Your objective: Only the lines from the top of the data through the one with "use std::ffi::CString;" are to be written out, each exactly as it stands.

Data items

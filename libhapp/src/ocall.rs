//! Host-call API for serving calls from the enclave
//!
//! A `Listener` serves one selector. Its input is the decoded argument
//! message; whatever it pushes to `output` is returned to the enclave.
//! Closures and functions returning `Result<(), Error>` are listeners: an
//! error is encoded into the output and its status is returned.
//!
//! The built-in handlers in this module reply with the call result followed
//! by the bridge errno, then any payload. POSIX failures are reported in
//! band; only undecodable arguments fail the call itself.
//
// SPDX-License-Identifier: MIT
// Copyright (C) 2022 VTT Technical Research Centre of Finland Ltd

use std::ffi::CString;
use std::io::Write;
use std::sync::Mutex;

use edge::bridge::signal::from_bridge_signal;
use edge::bridge::socket::BridgeSockAddr;
use edge::bridge::sys::{from_bridge_sysconf_name, to_bridge_errno, BridgePassWd,
                        BridgeUtsName};
use edge::bridge::syslog::{from_bridge_syslog_facility, from_bridge_syslog_options,
                           from_bridge_syslog_priority};
use edge::bridge::wait::{from_bridge_wait_options, BridgeRUsage, BridgeWStatus};
use edge::message::{MessageReader, MessageWriter, Scalar};
use lazy_static::lazy_static;
use log::{debug, warn};
use nix::errno::errno;

pub use edge::ocall::CallID;

use crate::{Error, Status};
use crate::syscall::SYSCALL_MAX_BUFFER;
use crate::transmit::Transmit;

/// Listener for host calls from the enclave
pub trait Listener: Send + Sync {

    /// This callback is called on each host call dispatched to the listener
    ///
    /// # Inputs
    /// * 'input' holds the call arguments
    /// * 'output' collects the results returned to the enclave
    ///
    /// # Returns
    ///
    /// Status value sent to the enclave application

    fn on_ocall(&self, input: &mut MessageReader, output: &mut MessageWriter) -> Status;
}

impl<F> Listener for F
    where F: Fn(&mut MessageReader, &mut MessageWriter) -> Result<(), Error> + Send + Sync
{
    fn on_ocall(&self, input: &mut MessageReader, output: &mut MessageWriter) -> Status {
        match self(input, output) {
            Ok(()) => Status::Success,
            Err(err) => {
                debug!("host call failed: {}", err);
                *output = MessageWriter::new();
                err.encode(output);
                err.status()
            },
        }
    }
}

lazy_static! {
    static ref TRANSMIT: Transmit = Transmit::new();
    /* openlog keeps the identifier pointer */
    static ref SYSLOG_IDENT: Mutex<Option<CString>> = Mutex::new(None);
}

/// Push a call result and the bridge errno observed right after the call
fn reply<T: Scalar>(output: &mut MessageWriter, rc: T) {
    let errno = to_bridge_errno(errno());
    output.push(rc);
    output.push(errno);
}

pub(crate) fn reply_error<T: Scalar>(output: &mut MessageWriter, rc: T, host_errno: i32) {
    output.push(rc);
    output.push(to_bridge_errno(host_errno));
}

/* The enclave picks the length, so it is bounded like a system call buffer */
fn receive_buffer(len: u64) -> Option<Vec<u8>> {
    if len > SYSCALL_MAX_BUFFER as u64 {
        warn!("receive buffer of {} bytes refused", len);
        return None;
    }
    Some(vec![0u8; len as usize])
}

fn c_string(value: String) -> Result<CString, Error> {
    CString::new(value).map_err(|_| Error::InvalidArgument("string with interior NUL".into()))
}

fn push_address(output: &mut MessageWriter,
                storage: &libc::sockaddr_storage,
                len: libc::socklen_t)
                -> Result<(), Error> {
    let addr = BridgeSockAddr::from_host(storage, len)?;
    output.push_bytes(&addr.to_bytes());
    Ok(())
}

fn on_isatty(input: &mut MessageReader, output: &mut MessageWriter) -> Result<(), Error> {
    let fd = input.next::<i32>()?;
    reply(output, unsafe { libc::isatty(fd) });
    Ok(())
}

fn on_usleep(input: &mut MessageReader, output: &mut MessageWriter) -> Result<(), Error> {
    let usec = input.next::<u32>()?;
    reply(output, unsafe { libc::usleep(usec) });
    Ok(())
}

fn on_sysconf(input: &mut MessageReader, output: &mut MessageWriter) -> Result<(), Error> {
    let name = from_bridge_sysconf_name(input.next::<i32>()?);
    if name < 0 {
        reply_error(output, -1i64, libc::EINVAL);
        return Ok(());
    }

    reply(output, unsafe { libc::sysconf(name) } as i64);
    Ok(())
}

fn on_realloc(input: &mut MessageReader, output: &mut MessageWriter) -> Result<(), Error> {
    let ptr  = input.next::<u64>()? as usize as *mut libc::c_void;
    let size = input.next::<u64>()? as usize;
    reply(output, unsafe { libc::realloc(ptr, size) } as usize as u64);
    Ok(())
}

fn on_sleep(input: &mut MessageReader, output: &mut MessageWriter) -> Result<(), Error> {
    let seconds = input.next::<u32>()?;
    reply(output, unsafe { libc::sleep(seconds) });
    Ok(())
}

/// Arguments: fd, destination address (empty for none), data, flags
fn on_sendmsg(input: &mut MessageReader, output: &mut MessageWriter) -> Result<(), Error> {
    let fd    = input.next::<i32>()?;
    let name  = input.next_bytes()?;
    let mut data = input.next_bytes()?;
    let flags = input.next::<i32>()?;

    let mut storage = None;
    if !name.is_empty() {
        storage = Some(BridgeSockAddr::from_bytes(&name)?.to_host()?);
    }

    let mut iov = libc::iovec{iov_base: data.as_mut_ptr() as *mut libc::c_void,
                              iov_len:  data.len()};
    let mut msg: libc::msghdr = unsafe { core::mem::zeroed() };
    msg.msg_iov    = &mut iov;
    msg.msg_iovlen = 1;
    if let Some((addr, len)) = storage.as_mut() {
        msg.msg_name    = addr as *mut libc::sockaddr_storage as *mut libc::c_void;
        msg.msg_namelen = *len;
    }

    match unsafe { TRANSMIT.send_msg(fd, &msg, flags) } {
        Ok(sent) => reply_error(output, sent as i64, 0),
        Err(err) => reply_error(output, -1i64, err.errno()),
    }
    Ok(())
}

/// Arguments: fd, buffer length, flags. Replies with the data, the source
/// address (empty for none) and the message flags.
fn on_recvmsg(input: &mut MessageReader, output: &mut MessageWriter) -> Result<(), Error> {
    let fd    = input.next::<i32>()?;
    let len   = input.next::<u64>()?;
    let flags = input.next::<i32>()?;

    let mut data = match receive_buffer(len) {
        Some(data) => data,
        None       => {
            reply_error(output, -1i64, libc::EINVAL);
            return Ok(());
        },
    };
    let len = data.len();
    let mut storage: libc::sockaddr_storage = unsafe { core::mem::zeroed() };
    let mut iov = libc::iovec{iov_base: data.as_mut_ptr() as *mut libc::c_void,
                              iov_len:  data.len()};
    let mut msg: libc::msghdr = unsafe { core::mem::zeroed() };
    msg.msg_iov     = &mut iov;
    msg.msg_iovlen  = 1;
    msg.msg_name    = &mut storage as *mut libc::sockaddr_storage as *mut libc::c_void;
    msg.msg_namelen = core::mem::size_of::<libc::sockaddr_storage>() as libc::socklen_t;

    match unsafe { TRANSMIT.recv_msg(fd, &mut msg, flags) } {
        Ok(received) => {
            reply_error(output, received as i64, 0);
            output.push_bytes(&data[.. received.min(len)]);
            if msg.msg_namelen > 0 {
                push_address(output, &storage, msg.msg_namelen)?;
            } else {
                output.push_empty();
            }
            output.push(msg.msg_flags);
        },
        Err(err) => reply_error(output, -1i64, err.errno()),
    }
    Ok(())
}

type AddressCall = unsafe extern "C" fn(i32, *mut libc::sockaddr, *mut libc::socklen_t) -> i32;

fn address_call(call: AddressCall,
                input: &mut MessageReader,
                output: &mut MessageWriter)
                -> Result<(), Error> {
    let fd = input.next::<i32>()?;
    let mut storage: libc::sockaddr_storage = unsafe { core::mem::zeroed() };
    let mut len = core::mem::size_of::<libc::sockaddr_storage>() as libc::socklen_t;
    let rc = unsafe { call(fd, &mut storage as *mut _ as *mut libc::sockaddr, &mut len) };
    reply(output, rc);
    if rc >= 0 {
        push_address(output, &storage, len)?;
    }
    Ok(())
}

fn on_getsockname(input: &mut MessageReader, output: &mut MessageWriter) -> Result<(), Error> {
    address_call(libc::getsockname, input, output)
}

fn on_accept(input: &mut MessageReader, output: &mut MessageWriter) -> Result<(), Error> {
    address_call(libc::accept, input, output)
}

fn on_getpeername(input: &mut MessageReader, output: &mut MessageWriter) -> Result<(), Error> {
    address_call(libc::getpeername, input, output)
}

/// Arguments: fd, buffer length, flags. Replies with the data and the
/// source address.
fn on_recvfrom(input: &mut MessageReader, output: &mut MessageWriter) -> Result<(), Error> {
    let fd    = input.next::<i32>()?;
    let len   = input.next::<u64>()?;
    let flags = input.next::<i32>()?;

    let mut data = match receive_buffer(len) {
        Some(data) => data,
        None       => {
            reply_error(output, -1i64, libc::EINVAL);
            return Ok(());
        },
    };
    let len = data.len();
    let mut storage: libc::sockaddr_storage = unsafe { core::mem::zeroed() };
    let mut addr_len = core::mem::size_of::<libc::sockaddr_storage>() as libc::socklen_t;
    let rc = unsafe {
        libc::recvfrom(fd, data.as_mut_ptr() as *mut libc::c_void, len, flags,
                       &mut storage as *mut _ as *mut libc::sockaddr, &mut addr_len)
    };
    reply(output, rc as i64);
    if rc >= 0 {
        output.push_bytes(&data[.. rc as usize]);
        push_address(output, &storage, addr_len)?;
    }
    Ok(())
}

fn on_raise(input: &mut MessageReader, output: &mut MessageWriter) -> Result<(), Error> {
    let signum = from_bridge_signal(input.next::<i32>()?);
    if signum < 0 {
        reply_error(output, -1i32, libc::EINVAL);
        return Ok(());
    }

    reply(output, unsafe { libc::raise(signum) });
    Ok(())
}

fn on_uname(_input: &mut MessageReader, output: &mut MessageWriter) -> Result<(), Error> {
    let mut uts: libc::utsname = unsafe { core::mem::zeroed() };
    let rc = unsafe { libc::uname(&mut uts) };
    reply(output, rc);
    if rc == 0 {
        BridgeUtsName::from_host(&uts).encode(output);
    }
    Ok(())
}

fn on_getpwuid(input: &mut MessageReader, output: &mut MessageWriter) -> Result<(), Error> {
    let uid = input.next::<u32>()?;
    let mut pw: libc::passwd = unsafe { core::mem::zeroed() };
    let mut found: *mut libc::passwd = core::ptr::null_mut();
    let mut buf = vec![0 as libc::c_char; 16 * 1024];
    let rc = unsafe {
        libc::getpwuid_r(uid, &mut pw, buf.as_mut_ptr(), buf.len(), &mut found)
    };

    if rc != 0 {
        reply_error(output, -1i32, rc);
    } else if found.is_null() {
        reply_error(output, -1i32, 0);
    } else {
        let entry = unsafe { BridgePassWd::from_host(&pw)? };
        reply_error(output, 0i32, 0);
        entry.encode(output);
    }
    Ok(())
}

fn on_wait3(input: &mut MessageReader, output: &mut MessageWriter) -> Result<(), Error> {
    let options = from_bridge_wait_options(input.next::<i32>()?);
    let mut status = 0;
    let mut usage: libc::rusage = unsafe { core::mem::zeroed() };
    /* wait3 is wait4 on any child */
    let pid = unsafe { libc::wait4(-1, &mut status, options, &mut usage) };
    reply(output, pid);

    let wstatus = BridgeWStatus::from_host(status);
    output.push(wstatus.code);
    output.push(wstatus.info);
    BridgeRUsage::from_host(&usage).encode(output);
    Ok(())
}

fn on_waitpid(input: &mut MessageReader, output: &mut MessageWriter) -> Result<(), Error> {
    let pid     = input.next::<i32>()?;
    let options = from_bridge_wait_options(input.next::<i32>()?);
    let mut status = 0;
    let rc = unsafe { libc::waitpid(pid, &mut status, options) };
    reply(output, rc);

    let wstatus = BridgeWStatus::from_host(status);
    output.push(wstatus.code);
    output.push(wstatus.info);
    Ok(())
}

fn on_openlog(input: &mut MessageReader, _output: &mut MessageWriter) -> Result<(), Error> {
    let ident    = c_string(input.next_string()?)?;
    let option   = from_bridge_syslog_options(input.next::<i32>()?);
    let facility = from_bridge_syslog_facility(input.next::<i32>()?);

    let mut slot = SYSLOG_IDENT.lock()
                               .map_err(|_| Error::Internal("syslog identifier lock".into()))?;
    let ident = slot.insert(ident);
    unsafe { libc::openlog(ident.as_ptr(), option, facility) };
    Ok(())
}

fn on_syslog(input: &mut MessageReader, _output: &mut MessageWriter) -> Result<(), Error> {
    let priority = from_bridge_syslog_priority(input.next::<i32>()?);
    let message  = c_string(input.next_string()?)?;
    unsafe { libc::syslog(priority, b"%s\0".as_ptr() as *const libc::c_char, message.as_ptr()) };
    Ok(())
}

fn on_debug_puts(input: &mut MessageReader, output: &mut MessageWriter) -> Result<(), Error> {
    let text = input.next_extent()?;
    let mut stdout = std::io::stdout().lock();
    let written = stdout.write_all(text)
                        .and_then(|_| stdout.write_all(b"\n"))
                        .and_then(|_| stdout.flush());
    match written {
        Ok(())   => reply_error(output, 0i32, 0),
        Err(err) => reply_error(output, -1i32, err.raw_os_error().unwrap_or(libc::EIO)),
    }
    Ok(())
}

/// Handlers served by every host, except the ones that need the enclave
/// manager
pub(crate) fn default_handlers() -> Vec<(CallID, Box<dyn Listener>)> {
    vec![entry(CallID::IsAtty,      on_isatty),
         entry(CallID::USleep,      on_usleep),
         entry(CallID::SysConf,     on_sysconf),
         entry(CallID::Realloc,     on_realloc),
         entry(CallID::Sleep,       on_sleep),
         entry(CallID::SendMsg,     on_sendmsg),
         entry(CallID::RecvMsg,     on_recvmsg),
         entry(CallID::GetSockname, on_getsockname),
         entry(CallID::Accept,      on_accept),
         entry(CallID::GetPeername, on_getpeername),
         entry(CallID::RecvFrom,    on_recvfrom),
         entry(CallID::Raise,       on_raise),
         entry(CallID::Uname,       on_uname),
         entry(CallID::GetPwUid,    on_getpwuid),
         entry(CallID::Wait3,       on_wait3),
         entry(CallID::WaitPid,     on_waitpid),
         entry(CallID::OpenLog,     on_openlog),
         entry(CallID::SysLog,      on_syslog),
         entry(CallID::DebugPuts,   on_debug_puts)]
}

fn entry<L: Listener + 'static>(id: CallID, listener: L) -> (CallID, Box<dyn Listener>) {
    (id, Box::new(listener))
}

Task answer:
filename libhapp/src/ocall.rs
//! Host-call API for serving calls from the enclave
//!
//! A `Listener` serves one selector. Its input is the decoded argument
//! message; whatever it pushes to `output` is returned to the enclave.
//! Closures and functions returning `Result<(), Error>` are listeners: an
//! error is encoded into the output and its status is returned.
//!
//! The built-in handlers in this module reply with the call result followed
//! by the bridge errno, then any payload. POSIX failures are reported in
//! band; only undecodable arguments fail the call itself.
//
// SPDX-License-Identifier: MIT
// Copyright (C) 2022 VTT Technical Research Centre of Finland Ltd

use std::ffi::CString;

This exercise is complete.